Yesterday morning – a very busy morning — I noticed that our bathroom sink was leaking in a significantly distressing way. The day was packed with work commitments so I couldn’t get to it right away. (Never leave a leaky faucet operational and unattended. Turn off the water at the source. Trust me on this.)
I’m pretty handy so when evening came I tried a few things but wasn’t able to fix it. My husband tried, too. Nothing.
This morning I called my trusty plumber who said a guy could get here in four days (there’s a weekend in there) but would also call me if something opened up tomorrow, but no chance of today. About 90 minutes later I got a call saying there was a cancellation and the plumber could be here in an hour.
An hour! Great! Except that the bathroom looked like a tornado hit it since so much had been pulled out from the cabinet. And some cleaning needed to be done. Fast.
You see, I believe that when you have someone work on your house or your car, they’ll take about as much care of your house or your car as it appears you do. If your car is really dirty and filled with trash, the mechanic may just figure you’ll never notice a little extra dirt and oil on the car mats.
So I dropped what I was doing and set to work. With a laser-like focus I cleared out the bathroom so he’d have room to work without tripping over bottles of glamour sauce and manly-man grooming aids and cleaned faster than I ever do.
This is how you get focused fast.
Have a defined deadline that involves someone else with whom you want to leave a good impression. I had one hour to make certain the plumber (whom I know a bit) didn’t get the impression we live like slobs.
If you’ve been putting off a task because it’s important but not urgent, here is a two-step process to get focused fast:
- Set a clear, defined deadline. I understand that not everything is urgently time sensitive like this appointment which is exactly the problem. You have to act like it IS urgently time sensitive. Create a deadline as if getting this thing done really matters, because it does.
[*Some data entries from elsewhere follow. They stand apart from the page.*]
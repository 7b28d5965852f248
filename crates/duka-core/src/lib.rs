//! # duka-core: Pure Business Logic for Duka
//!
//! This crate is the heart of the Duka stationery shop system. It contains
//! all business rules as pure functions with zero I/O dependencies.
//!
//! ## Architecture Position
//! ```text
//! ┌─────────────────────────────────────────────────────────────────┐
//! │                      Duka Architecture                          │
//! │                                                                 │
//! │  ┌───────────────────────────────────────────────────────────┐ │
//! │  │         Presentation layer (web UI / CLI / API)           │ │
//! │  │         not part of this workspace                        │ │
//! │  └─────────────────────────────┬─────────────────────────────┘ │
//! │                                │                               │
//! │  ┌─────────────────────────────▼─────────────────────────────┐ │
//! │  │              ★ duka-core (THIS CRATE) ★                   │ │
//! │  │                                                           │ │
//! │  │  ┌────────┐ ┌───────┐ ┌──────┐ ┌──────┐ ┌────────────┐   │ │
//! │  │  │ types  │ │ money │ │ sale │ │ debt │ │ validation │   │ │
//! │  │  └────────┘ └───────┘ └──────┘ └──────┘ └────────────┘   │ │
//! │  │                                                           │ │
//! │  │  NO I/O • NO DATABASE • NO NETWORK • PURE FUNCTIONS       │ │
//! │  └─────────────────────────────┬─────────────────────────────┘ │
//! │                                │                               │
//! │  ┌─────────────────────────────▼─────────────────────────────┐ │
//! │  │                duka-db (Database Layer)                   │ │
//! │  │          SQLite queries, migrations, repositories         │ │
//! │  └───────────────────────────────────────────────────────────┘ │
//! └─────────────────────────────────────────────────────────────────┘
//! ```
//!
//! ## Modules
//!
//! - [`types`] - Domain types (Customer, StationeryItem, Sale, Debt, ...)
//! - [`money`] - Money type with integer arithmetic (no floating point!)
//! - [`sale`] - Sale totals and profit computation
//! - [`debt`] - Debt status derivation and payment rules
//! - [`sku`] - SKU generation
//! - [`error`] - Domain error types
//! - [`validation`] - Field validation
//!
//! ## Design Principles
//!
//! 1. **Pure Functions**: same input, same output, always
//! 2. **No I/O**: database, network, file system access is FORBIDDEN here
//! 3. **Integer Money**: all monetary values are in cents (i64)
//! 4. **Derived, not cached**: low-stock and debt status are recomputed
//!    from current state on every read, never stored

// =============================================================================
// Module Declarations
// =============================================================================

pub mod debt;
pub mod error;
pub mod money;
pub mod sale;
pub mod sku;
pub mod types;
pub mod validation;

// =============================================================================
// Re-exports for Convenience
// =============================================================================

pub use error::{CoreError, CoreResult, ValidationError};
pub use money::Money;
pub use types::*;

// =============================================================================
// Crate-Level Constants
// =============================================================================

/// Maximum line items allowed in a single sale.
///
/// Prevents runaway sales and keeps a receipt printable on one page.
pub const MAX_SALE_LINES: usize = 100;

/// Maximum quantity of a single item in a sale line.
///
/// Guards against typos (1000 instead of 10) at data entry.
pub const MAX_LINE_QUANTITY: i64 = 999;
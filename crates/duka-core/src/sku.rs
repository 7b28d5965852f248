//! # SKU Generation
//!
//! Generates human-readable SKUs for items entered without one.
//!
//! ## Format
//! `CAT-NAM-YY-NNN`
//! - `CAT`: first 3 alphanumeric characters of the category name, uppercased
//! - `NAM`: first 3 alphanumeric characters of the item name, uppercased
//! - `YY`: 2-digit year
//! - `NNN`: caller-supplied daily sequence, zero-padded to 3 digits
//!
//! ## Example
//! `PEN-BIC-26-001` for a Bic ballpoint in the Pens category, first item
//! entered that day in 2026.
//!
//! Uniqueness is enforced by the database constraint on `sku`; on a
//! collision the caller retries with the next sequence number.

use chrono::{Datelike, NaiveDate};

/// Generates a SKU from category and item names.
pub fn generate_sku(category_name: &str, item_name: &str, date: NaiveDate, seq: u32) -> String {
    let category_abbr = abbreviate(category_name);
    let name_abbr = abbreviate(item_name);
    let year_suffix = date.year() % 100;

    format!("{category_abbr}-{name_abbr}-{year_suffix:02}-{seq:03}")
}

/// First 3 alphanumeric characters, uppercased. Falls back to "XXX" for
/// names with no alphanumeric content.
fn abbreviate(name: &str) -> String {
    let abbr: String = name
        .chars()
        .filter(|c| c.is_alphanumeric())
        .take(3)
        .collect::<String>()
        .to_uppercase();

    if abbr.is_empty() {
        "XXX".to_string()
    } else {
        abbr
    }
}

// =============================================================================
// Unit Tests
// =============================================================================
use crate::types::{Centroid, ClusterError};
use std::collections::HashSet;

/// Built-in centroid registry: the ten Goa taluka towns used as
/// nearest-neighbor anchors when the config file does not list its own
/// centroids. Coordinates are WGS84 town centers.
static DEFAULT_REGISTRY: &[(&str, f64, f64)] = &[
    ("Vasco da Gama", 73.8113, 15.3927),
    ("Ponda", 73.9668, 15.4027),
    ("Bicholim", 73.9087, 15.5857),
    ("Curchorem", 74.1109, 15.2644),
    ("Valpoi", 74.1367, 15.5321),
    ("Canacona", 74.0593, 14.9959),
    ("Pernem", 73.7951, 15.7217),
    ("Sanguem", 74.1510, 15.2292),
    ("Quepem", 74.0777, 15.2126),
    ("Dharbandora", 74.2070, 15.4226),
];

/// Returns the built-in centroid list, in registry order. Order matters:
/// ties during assignment resolve to the earlier entry.
pub fn default_centroids() -> Vec<Centroid> {
    DEFAULT_REGISTRY
        .iter()
        .map(|&(name, longitude, latitude)| Centroid {
            name: name.to_string(),
            longitude,
            latitude,
        })
        .collect()
}

/// Validates a centroid list before it is used for assignment: it must be
/// non-empty, names must be unique (they are the display keys downstream),
/// and every coordinate must be finite.
pub fn validate(centroids: &[Centroid]) -> Result<(), ClusterError> {
    if centroids.is_empty() {
        return Err(ClusterError::EmptyCentroidSet);
    }
    let mut seen = HashSet::new();
    for c in centroids {
        if !seen.insert(c.name.as_str()) {
            return Err(ClusterError::DuplicateCentroidName(c.name.clone()));
        }
        if !c.longitude.is_finite() || !c.latitude.is_finite() {
            return Err(ClusterError::NonFiniteCentroid(c.name.clone()));
        }
    }
    Ok(())
}
use crate::centroids;
use crate::types::Centroid;
use anyhow::{Context, Result};
use serde::Deserialize;
use std::fs;
use std::path::{Path, PathBuf};

#[derive(Debug, Deserialize, Clone)]
pub struct AppConfig {
    pub input: InputConfig,
    /// Optional centroid list; the built-in Goa registry is used when absent.
    pub centroids: Option<Vec<Centroid>>,
    #[serde(default)]
    pub quadrants: QuadrantConfig,
    #[serde(default)]
    pub map: MapConfig,
    pub output: OutputConfig,
    pub server: ServerConfig,
}

#[derive(Debug, Deserialize, Clone)]
pub struct InputConfig {
    pub data_csv: PathBuf,
    /// CSV columns shown in marker popups, in order.
    #[serde(default = "default_popup_fields")]
    pub popup_fields: Vec<String>,
}

/// Geographic midpoint the four quadrants are derived from.
#[derive(Debug, Deserialize, Clone)]
pub struct QuadrantConfig {
    #[serde(default = "default_center_longitude")]
    pub center_longitude: f64,
    #[serde(default = "default_center_latitude")]
    pub center_latitude: f64,
}

#[derive(Debug, Deserialize, Clone)]
pub struct MapConfig {
    #[serde(default = "default_map_longitude")]
    pub center_longitude: f64,
    #[serde(default = "default_map_latitude")]
    pub center_latitude: f64,
    #[serde(default = "default_zoom")]
    pub zoom: u8,
    /// Adds a point-density heatmap overlay to the rendered map.
    #[serde(default)]
    pub heatmap: bool,
}

#[derive(Debug, Deserialize, Clone)]
pub struct OutputConfig {
    pub dir: PathBuf,
}

#[derive(Debug, Deserialize, Clone)]
pub struct ServerConfig {
    pub port: u16,
}

fn default_popup_fields() -> Vec<String> {
    vec!["vehicleNumber".to_string(), "violations".to_string()]
}

fn default_center_longitude() -> f64 {
    73.99
}

fn default_center_latitude() -> f64 {
    15.35
}

fn default_map_longitude() -> f64 {
    73.8
}

fn default_map_latitude() -> f64 {
    15.4
}

fn default_zoom() -> u8 {
    10
}

impl Default for QuadrantConfig {
    fn default() -> Self {
        QuadrantConfig {
            center_longitude: default_center_longitude(),
            center_latitude: default_center_latitude(),
        }
    }
}

impl Default for MapConfig {
    fn default() -> Self {
        MapConfig {
            center_longitude: default_map_longitude(),
            center_latitude: default_map_latitude(),
            zoom: default_zoom(),
            heatmap: false,
        }
    }
}

impl AppConfig {
    pub fn load_from_file(path: &Path) -> Result<Self> {
        let content = fs::read_to_string(path)
            .with_context(|| format!("Failed to read config file: {:?}", path))?;
        let config: AppConfig = toml::from_str(&content)
            .with_context(|| "Failed to parse TOML configuration")?;
        Ok(config)
    }

    /// Configured centroids, or the built-in registry when the config
    /// omits them. Validated before use (unique names, finite coords).
    pub fn resolve_centroids(&self) -> Result<Vec<Centroid>> {
        let list = match &self.centroids {
            Some(list) => list.clone(),
            None => centroids::default_centroids(),
        };
        centroids::validate(&list).context("Invalid centroid configuration")?;
        Ok(list)
    }
}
It’s the important but not urgent work that really builds a business. Make the deadline ambitious. To light a fire under yourself time has to be limited.
- If no one else expecting to see this work, (which is usually just the kind of stuff that gets put off) involve someone else in your commitment anyway. Someone you would prefer not think of you as a slacking procrastinator. It’s fine to tell the person what you’re doing. “I’ve been putting off this task but now I’m committing to get it done by (enter date and time here) and I will follow up with you to let you know it’s complete.”
A colleague and I used to dread developing proposals so we’d follow this very process. (Since then I changed my business model so I don’t have to write them very often.)
In these tech-heavy, social-media-saturated, information-overloaded, responsibility-laden times, getting distracted is a given. Being able to get focused isn’t an option, it’s mandatory. Use any trick in your arsenal to make sure you can get focused when you need to in order to accomplish what you need to make happen.